By theft if you mean taxation that is already happening and he is advocating for using taxes properly for better public services, so it makes sense. If the issue is about taxation and system itself then it’s a different topic , nothing to do with him I think.
Oh yea true, I forgot that he is going to raise taxes for the top 1-5% richest I think. Anyway, I do understand the idea - whenever things are forced, we don’t like it and also makes us dislike things that indirectly cause this forcing (poverty, inequality, food subsidies, etc etc ) and thus reduces kindness in the world. But also, as long as the concept/tool of “taxation” exists as a system balancing act, guys like him are needed. Discussions to usurp forcing tools completely from our systems is a different topic - this has been my main point that we should not misplace our disappointments or anger.
Humans don’t seem to let go of money but the system needs money to be redistributed to keep the consumption economy going. And so Taxation (and UBI in future) will exist to keep the monetary economic system alive. The only freedom in my opinion is to evolve the system into something non-monetary resource based system.
This is hard to answer because 1. I don’t exactly know how it will function. 2. It will loosely be based on gift economy values. What I am mostly confident of is the path towards such an economy which will inevitably take us towards a new system and reveal it’s exact workings. The path I have in mind is an application of an ancient meditation method called Vipassana to the economy. Basically in this meditation, the root cause of suffering is identified to be our cravings and aversions. I think the economic system suffers from the same (Cravings for infinite growth). When I apply it to economy I got this : Start zero-profit business in the food sector.

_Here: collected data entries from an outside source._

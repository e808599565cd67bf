use serde::Serialize;
use vitrine_model::{BadgeSize, BadgeVariant};

use super::Insets;
use crate::theme::{Color, FontSize, Radius, ThemeTokens, colors::alpha};

#[derive(Debug, Clone, PartialEq, Serialize)]
pub struct BadgeStyle {
    pub background: Color,
    pub foreground: Color,
    pub border: Color,
    pub padding: Insets,
    pub font_size: f32,
    pub font_weight: u16,
    pub radius: Radius,
    /// Diameter of the leading status dot, drawn in the foreground color.
    pub dot: Option<u16>,
}

const DOT_DIAMETER: u16 = 6;

pub fn badge_style(
    tokens: &ThemeTokens,
    variant: BadgeVariant,
    size: BadgeSize,
    dot: bool,
) -> BadgeStyle {
    let p = &tokens.palette;

    let (background, foreground, border) = match variant {
        BadgeVariant::Default => {
            (p.background.tertiary, p.text.secondary, p.border.secondary)
        }
        BadgeVariant::Primary => tinted(p.brand.primary, p.brand.accent),
        BadgeVariant::Success => tinted(p.status.green, p.status.green),
        BadgeVariant::Warning => tinted(p.status.orange, p.status.orange),
        BadgeVariant::Danger => tinted(p.status.red, p.status.red),
        BadgeVariant::Info => tinted(p.brand.blue, p.brand.blue),
    };

    let (padding, font) = match size {
        BadgeSize::Small => (Insets::symmetric(2, 6), FontSize::Micro),
        BadgeSize::Medium => (Insets::symmetric(4, 8), FontSize::Mini),
    };

    BadgeStyle {
        background,
        foreground,
        border,
        padding,
        font_size: tokens.font_sizes.get(font),
        font_weight: tokens.font_weights.medium,
        radius: Radius::R4,
        dot: dot.then_some(DOT_DIAMETER),
    }
}

fn tinted(base: Color, foreground: Color) -> (Color, Color, Color) {
    (
        base.with_alpha(alpha::TINT),
        foreground,
        base.with_alpha(alpha::TINT_BORDER),
    )
}
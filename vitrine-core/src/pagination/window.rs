//! Page window calculation.
//!
//! Produces the labels a pagination bar shows for a given position. The first
//! and last page are always present once there is at least one page; the
//! pages around the current one fill the window and gaps collapse into an
//! ellipsis.

use vitrine_config::models::pagination::DEFAULT_MAX_VISIBLE_PAGES;
use vitrine_model::PageLabel;

/// Computes page windows for a fixed window size.
#[derive(Debug, Clone, Copy, PartialEq, Eq)]
pub struct PageWindowCalculator {
    max_visible_pages: usize,
}

impl Default for PageWindowCalculator {
    fn default() -> Self {
        Self::new(DEFAULT_MAX_VISIBLE_PAGES)
    }
}

impl PageWindowCalculator {
    pub fn new(max_visible_pages: usize) -> Self {
        Self { max_visible_pages }
    }

    pub fn max_visible_pages(&self) -> usize {
        self.max_visible_pages
    }

    pub fn compute(
        &self,
        current_page: usize,
        total_pages: usize,
    ) -> Vec<PageLabel> {
        compute_page_window(current_page, total_pages, self.max_visible_pages)
    }
}

/// Labels for `current_page` out of `total_pages`, showing at most
/// `max_visible_pages` pages around the current one plus both ends.
///
/// `current_page` is not validated. Out-of-range input still yields an
/// increasing sequence bounded by `1` and `total_pages`.
pub fn compute_page_window(
    current_page: usize,
    total_pages: usize,
    max_visible_pages: usize,
) -> Vec<PageLabel> {
    if total_pages == 0 {
        return Vec::new();
    }

    if total_pages <= max_visible_pages {
        return (1..=total_pages).map(PageLabel::Page).collect();
    }

    let half = max_visible_pages / 2;
    let start = current_page.saturating_sub(half).max(1);
    let end = current_page.saturating_add(half).min(total_pages);

    let mut labels = Vec::with_capacity(max_visible_pages.saturating_add(4));
    labels.push(PageLabel::Page(1));

    if start > 2 {
        labels.push(PageLabel::Ellipsis);
    }

    labels.extend(
        (start..=end)
            .filter(|page| *page != 1 && *page != total_pages)
            .map(PageLabel::Page),
    );

    if end < total_pages - 1 {
        labels.push(PageLabel::Ellipsis);
    }

    if total_pages > 1 {
        labels.push(PageLabel::Page(total_pages));
    }
    labels
}

#[cfg(test)]
mod tests {
    use super::*;
    use PageLabel::{Ellipsis, Page};

    fn numbers(labels: &[PageLabel]) -> Vec<usize> {
        labels.iter().filter_map(PageLabel::page).collect()
    }

    #[test]
    fn middle_of_a_long_range() {
        assert_eq!(
            compute_page_window(10, 50, 5),
            vec![
                Page(1),
                Ellipsis,
                Page(8),
                Page(9),
                Page(10),
                Page(11),
                Page(12),
                Ellipsis,
                Page(50)
            ]
        );
    }

    #[test]
    fn short_range_lists_every_page() {
        assert_eq!(
            compute_page_window(1, 5, 7),
            vec![Page(1), Page(2), Page(3), Page(4), Page(5)]
        );
        assert_eq!(compute_page_window(3, 7, 7).len(), 7);
    }

    #[test]
    fn zero_pages_is_empty() {
        assert!(compute_page_window(1, 0, 7).is_empty());
        assert!(compute_page_window(0, 0, 0).is_empty());
    }

    #[test]
    fn first_page_keeps_last_page() {
        assert_eq!(
            compute_page_window(1, 20, 7),
            vec![Page(1), Page(2), Page(3), Page(4), Ellipsis, Page(20)]
        );
    }

    #[test]
    fn last_page_keeps_first_page() {
        assert_eq!(
            compute_page_window(20, 20, 7),
            vec![Page(1), Ellipsis, Page(17), Page(18), Page(19), Page(20)]
        );
    }

    #[test]
    fn no_ellipsis_when_the_gap_is_a_single_page() {
        // start == 2 and end == total - 1
        assert_eq!(
            compute_page_window(5, 9, 7),
            vec![
                Page(1),
                Page(2),
                Page(3),
                Page(4),
                Page(5),
                Page(6),
                Page(7),
                Page(8),
                Page(9)
            ]
        );
    }

    #[test]
    fn out_of_range_input_does_not_panic() {
        for (current, total, max) in
            [(0, 10, 3), (99, 10, 3), (usize::MAX, 10, 3), (4, 10, 0), (1, 1, 0)]
        {
            let labels = compute_page_window(current, total, max);
            let pages = numbers(&labels);
            assert_eq!(pages.first(), Some(&1));
            assert_eq!(pages.last(), Some(&total));
            assert!(pages.windows(2).all(|w| w[0] < w[1]), "{labels:?}");
        }
    }

    #[test]
    fn pages_are_increasing_and_bounded_across_a_grid() {
        for total in 1..=30 {
            for max in 1..=9 {
                for current in 1..=total {
                    let labels = compute_page_window(current, total, max);
                    let pages = numbers(&labels);

                    assert!(pages.windows(2).all(|w| w[0] < w[1]));
                    assert!(pages.iter().all(|p| (1..=total).contains(p)));
                    assert_eq!(pages.first(), Some(&1));
                    assert_eq!(pages.last(), Some(&total));
                    assert!(pages.contains(&current));
                    assert!(
                        labels.windows(2).all(|w| !(w[0].is_ellipsis()
                            && w[1].is_ellipsis()))
                    );
                    if total <= max {
                        assert_eq!(pages, (1..=total).collect::<Vec<_>>());
                        assert!(!labels.iter().any(PageLabel::is_ellipsis));
                    }
                }
            }
        }
    }

    #[test]
    fn calculator_defaults_to_seven() {
        let calculator = PageWindowCalculator::default();
        assert_eq!(calculator.max_visible_pages(), 7);
        assert_eq!(calculator.compute(10, 50), compute_page_window(10, 50, 7));
    }
}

And hence I have a plan document here if you’re interested:
Thank you :) It’s a simple grocery store idea and so, I think it will work anywhere. This is more like a consumer food coop and when Food coops can exist why not this everywhere? Normal stores - Try to Maximise & keep all profit Coops - Share it with members as dividends Zero profit store - Gives it back to customers it took it from. Simple unexplored business model and doable I think. And thanks for read it 🙏👍
It just seems to me that you'd need a lot of people on board to not take advantage of it. I'm not quite sure how someone would take advantage of it but it's hard to imagine it working at scale. This is in fact pretty close to what co-ops do, right? employees are paid but there's no owner that profits. Someone who organizes it would take a salary? (ironically, I believe that grocery stores are one of the lowest-margin businesses out there so even though I like your analogy of breath in vipassana to food in society, groceries are not actually a very high-profit business) On the subject of money: one of the things that's interesting when you study the history of currencies is that humans didn't use them in very small groups. There was just no need. But with trade among tribes, currencies tended to emerge naturally as a way to facilitate exchanges. You might find the study of money quite interesting.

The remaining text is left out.